• _Task instructions_
For the entries below, the expected answer is the line with "permission) VALUES ($1, $2)", the line with "SELECT DISTINCT rp.permission", and every line between them, exactly as written, and nothing more.

━━━ Provided data ━━━

//! User, role, group, session, token, and ACL repository

use chrono::{DateTime, Utc};
use serde::Serialize;
use sqlx::PgPool;
use uuid::Uuid;

use opendsc_core::{Error, Result};

use crate::error::map_sqlx;

#[derive(Debug, Clone, Serialize, sqlx::FromRow)]
pub struct UserRow {
    pub id: Uuid,
    pub username: String,
    pub display_name: String,
    #[serde(skip_serializing)]
    pub password_hash: String,
    pub is_enabled: bool,
    pub created_at: DateTime<Utc>,
}

#[derive(Debug, Clone, Serialize, sqlx::FromRow)]
pub struct SessionRow {
    pub id: Uuid,
    pub user_id: Uuid,
    pub created_at: DateTime<Utc>,
    pub last_seen_at: DateTime<Utc>,
}

#[derive(Debug, Clone, Serialize, sqlx::FromRow)]
pub struct PatRow {
    pub id: Uuid,
    pub user_id: Uuid,
    #[serde(skip_serializing)]
    pub token_hash: String,
    pub label: String,
    pub created_at: DateTime<Utc>,
    pub expires_at: Option<DateTime<Utc>>,
    pub revoked: bool,
}

/// ACL levels in ascending order
pub const LEVEL_READ: i32 = 1;
pub const LEVEL_MODIFY: i32 = 2;
pub const LEVEL_MANAGE: i32 = 3;

#[derive(Clone)]
pub struct AuthRepo {
    pool: PgPool,
}

impl AuthRepo {
    pub fn new(pool: PgPool) -> Self {
        Self { pool }
    }

    pub async fn create_user(
        &self,
        username: &str,
        display_name: &str,
        password_hash: &str,
    ) -> Result<UserRow> {
        sqlx::query_as::<_, UserRow>(
            r#"
            INSERT INTO users (id, username, display_name, password_hash)
            VALUES ($1, $2, $3, $4)
            RETURNING id, username, display_name, password_hash, is_enabled, created_at
            "#,
        )
        .bind(Uuid::new_v4())
        .bind(username)
        .bind(display_name)
        .bind(password_hash)
        .fetch_one(&self.pool)
        .await
        .map_err(|e| map_sqlx(&format!("user {}", username), e))
    }

    pub async fn get_user(&self, id: Uuid) -> Result<Option<UserRow>> {
        sqlx::query_as::<_, UserRow>(
            "SELECT id, username, display_name, password_hash, is_enabled, created_at
             FROM users WHERE id = $1",
        )
        .bind(id)
        .fetch_optional(&self.pool)
        .await
        .map_err(|e| map_sqlx("user", e))
    }

    pub async fn get_user_by_username(&self, username: &str) -> Result<Option<UserRow>> {
        sqlx::query_as::<_, UserRow>(
            "SELECT id, username, display_name, password_hash, is_enabled, created_at
             FROM users WHERE username = $1",
        )
        .bind(username)
        .fetch_optional(&self.pool)
        .await
        .map_err(|e| map_sqlx("user", e))
    }

    pub async fn count_users(&self) -> Result<i64> {
        sqlx::query_scalar("SELECT count(*) FROM users")
            .fetch_one(&self.pool)
            .await
            .map_err(|e| map_sqlx("users", e))
    }

    pub async fn create_role(&self, name: &str) -> Result<Uuid> {
        let id = Uuid::new_v4();
        sqlx::query("INSERT INTO roles (id, name) VALUES ($1, $2)")
            .bind(id)
            .bind(name)
            .execute(&self.pool)
            .await
            .map_err(|e| map_sqlx(&format!("role {}", name), e))?;
        Ok(id)
    }

    pub async fn grant_role_permission(&self, role_id: Uuid, permission: &str) -> Result<()> {
        sqlx::query(
            "INSERT INTO role_permissions (role_id, permission) VALUES ($1, $2)
             ON CONFLICT DO NOTHING",
        )
        .bind(role_id)
        .bind(permission)
        .execute(&self.pool)
        .await
        .map_err(|e| map_sqlx("role permission", e))?;
        Ok(())
    }

    pub async fn assign_role(&self, user_id: Uuid, role_id: Uuid) -> Result<()> {
        sqlx::query(
            "INSERT INTO user_roles (user_id, role_id) VALUES ($1, $2)
             ON CONFLICT DO NOTHING",
        )
        .bind(user_id)
        .bind(role_id)
        .execute(&self.pool)
        .await
        .map_err(|e| map_sqlx("user role", e))?;
        Ok(())
    }

    /// The user's global permission set: role permissions granted directly
    /// and transitively through group membership
    pub async fn permissions_for_user(&self, user_id: Uuid) -> Result<Vec<String>> {
        sqlx::query_scalar::<_, String>(
            r#"
            SELECT DISTINCT rp.permission
            FROM role_permissions rp
            WHERE rp.role_id IN (
                SELECT role_id FROM user_roles WHERE user_id = $1
                UNION
                SELECT gr.role_id FROM group_roles gr
                JOIN group_members gm ON gm.group_id = gr.group_id
                WHERE gm.user_id = $1
            )
            "#,
        )
        .bind(user_id)
        .fetch_all(&self.pool)
        .await
        .map_err(|e| map_sqlx("permissions", e))
    }

    /// Groups the user belongs to
    pub async fn groups_for_user(&self, user_id: Uuid) -> Result<Vec<Uuid>> {
        sqlx::query_scalar::<_, Uuid>(
            "SELECT group_id FROM group_members WHERE user_id = $1",
        )
        .bind(user_id)
        .fetch_all(&self.pool)
        .await
        .map_err(|e| map_sqlx("groups", e))
    }

    /// Highest ACL level any of the principals holds on the resource
    pub async fn acl_level(
        &self,
        principals: &[Uuid],
        resource_type: &str,
        resource_id: Uuid,
    ) -> Result<Option<i32>> {
        sqlx::query_scalar::<_, Option<i32>>(
            r#"
            SELECT max(level) FROM resource_permissions
            WHERE principal_id = ANY($1) AND resource_type = $2 AND resource_id = $3
            "#,
        )
        .bind(principals)
        .bind(resource_type)
        .bind(resource_id)
        .fetch_one(&self.pool)
        .await
        .map_err(|e| map_sqlx("acl", e))
    }

    pub async fn grant_resource_permission(
        &self,
        principal_id: Uuid,
        principal_type: &str,
        resource_type: &str,
        resource_id: Uuid,
        level: i32,
    ) -> Result<()> {
        sqlx::query(
            r#"
            INSERT INTO resource_permissions (id, principal_id, principal_type, resource_type, resource_id, level)
            VALUES ($1, $2, $3, $4, $5, $6)
            ON CONFLICT (principal_id, principal_type, resource_type, resource_id)
            DO UPDATE SET level = EXCLUDED.level
            "#,
        )
        .bind(Uuid::new_v4())
        .bind(principal_id)
        .bind(principal_type)
        .bind(resource_type)
        .bind(resource_id)
        .bind(level)
        .execute(&self.pool)
        .await
        .map_err(|e| map_sqlx("resource permission", e))?;
        Ok(())
    }

    // Sessions

    pub async fn create_session(&self, user_id: Uuid) -> Result<SessionRow> {
        sqlx::query_as::<_, SessionRow>(
            r#"
            INSERT INTO sessions (id, user_id)
            VALUES ($1, $2)
            RETURNING id, user_id, created_at, last_seen_at
            "#,
        )
        .bind(Uuid::new_v4())
        .bind(user_id)
        .fetch_one(&self.pool)
        .await
        .map_err(|e| map_sqlx("session", e))
    }

    pub async fn get_session(&self, id: Uuid) -> Result<Option<SessionRow>> {
        sqlx::query_as::<_, SessionRow>(
            "SELECT id, user_id, created_at, last_seen_at FROM sessions WHERE id = $1",
        )
        .bind(id)
        .fetch_optional(&self.pool)
        .await
        .map_err(|e| map_sqlx("session", e))
    }

    /// Slide the idle window forward
    pub async fn touch_session(&self, id: Uuid) -> Result<()> {
        sqlx::query("UPDATE sessions SET last_seen_at = now() WHERE id = $1")
            .bind(id)
            .execute(&self.pool)
            .await
            .map_err(|e| map_sqlx("session", e))?;
        Ok(())
    }

    pub async fn delete_session(&self, id: Uuid) -> Result<()> {
        sqlx::query("DELETE FROM sessions WHERE id = $1")
            .bind(id)
            .execute(&self.pool)
            .await
            .map_err(|e| map_sqlx("session", e))?;
        Ok(())
    }

    // Personal access tokens

    /// Insert a token row under the id embedded in the token string
    pub async fn create_pat(
        &self,
        id: Uuid,
        user_id: Uuid,
        token_hash: &str,
        label: &str,
        expires_at: Option<DateTime<Utc>>,
    ) -> Result<PatRow> {
        sqlx::query_as::<_, PatRow>(
            r#"
            INSERT INTO personal_access_tokens (id, user_id, token_hash, label, expires_at)
            VALUES ($1, $2, $3, $4, $5)
            RETURNING id, user_id, token_hash, label, created_at, expires_at, revoked
            "#,
        )
        .bind(id)
        .bind(user_id)
        .bind(token_hash)
        .bind(label)
        .bind(expires_at)
        .fetch_one(&self.pool)
        .await
        .map_err(|e| map_sqlx("personal access token", e))
    }

    pub async fn get_pat(&self, id: Uuid) -> Result<Option<PatRow>> {
        sqlx::query_as::<_, PatRow>(
            "SELECT id, user_id, token_hash, label, created_at, expires_at, revoked
             FROM personal_access_tokens WHERE id = $1",
        )
        .bind(id)
        .fetch_optional(&self.pool)
        .await
        .map_err(|e| map_sqlx("personal access token", e))
    }

    pub async fn revoke_pat(&self, id: Uuid) -> Result<()> {
        let result = sqlx::query("UPDATE personal_access_tokens SET revoked = TRUE WHERE id = $1")
            .bind(id)
            .execute(&self.pool)
            .await
            .map_err(|e| map_sqlx("personal access token", e))?;
        if result.rows_affected() == 0 {
            return Err(Error::NotFound("personal access token".into()));
        }
        Ok(())
    }
}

━━━

• _Result of the task_
            "INSERT INTO role_permissions (role_id, permission) VALUES ($1, $2)
             ON CONFLICT DO NOTHING",
        )
        .bind(role_id)
        .bind(permission)
        .execute(&self.pool)
        .await
        .map_err(|e| map_sqlx("role permission", e))?;
        Ok(())
    }

    pub async fn assign_role(&self, user_id: Uuid, role_id: Uuid) -> Result<()> {
        sqlx::query(
            "INSERT INTO user_roles (user_id, role_id) VALUES ($1, $2)
             ON CONFLICT DO NOTHING",
        )
        .bind(user_id)
        .bind(role_id)
        .execute(&self.pool)
        .await
        .map_err(|e| map_sqlx("user role", e))?;
        Ok(())
    }

    /// The user's global permission set: role permissions granted directly
    /// and transitively through group membership
    pub async fn permissions_for_user(&self, user_id: Uuid) -> Result<Vec<String>> {
        sqlx::query_scalar::<_, String>(
            r#"
            SELECT DISTINCT rp.permission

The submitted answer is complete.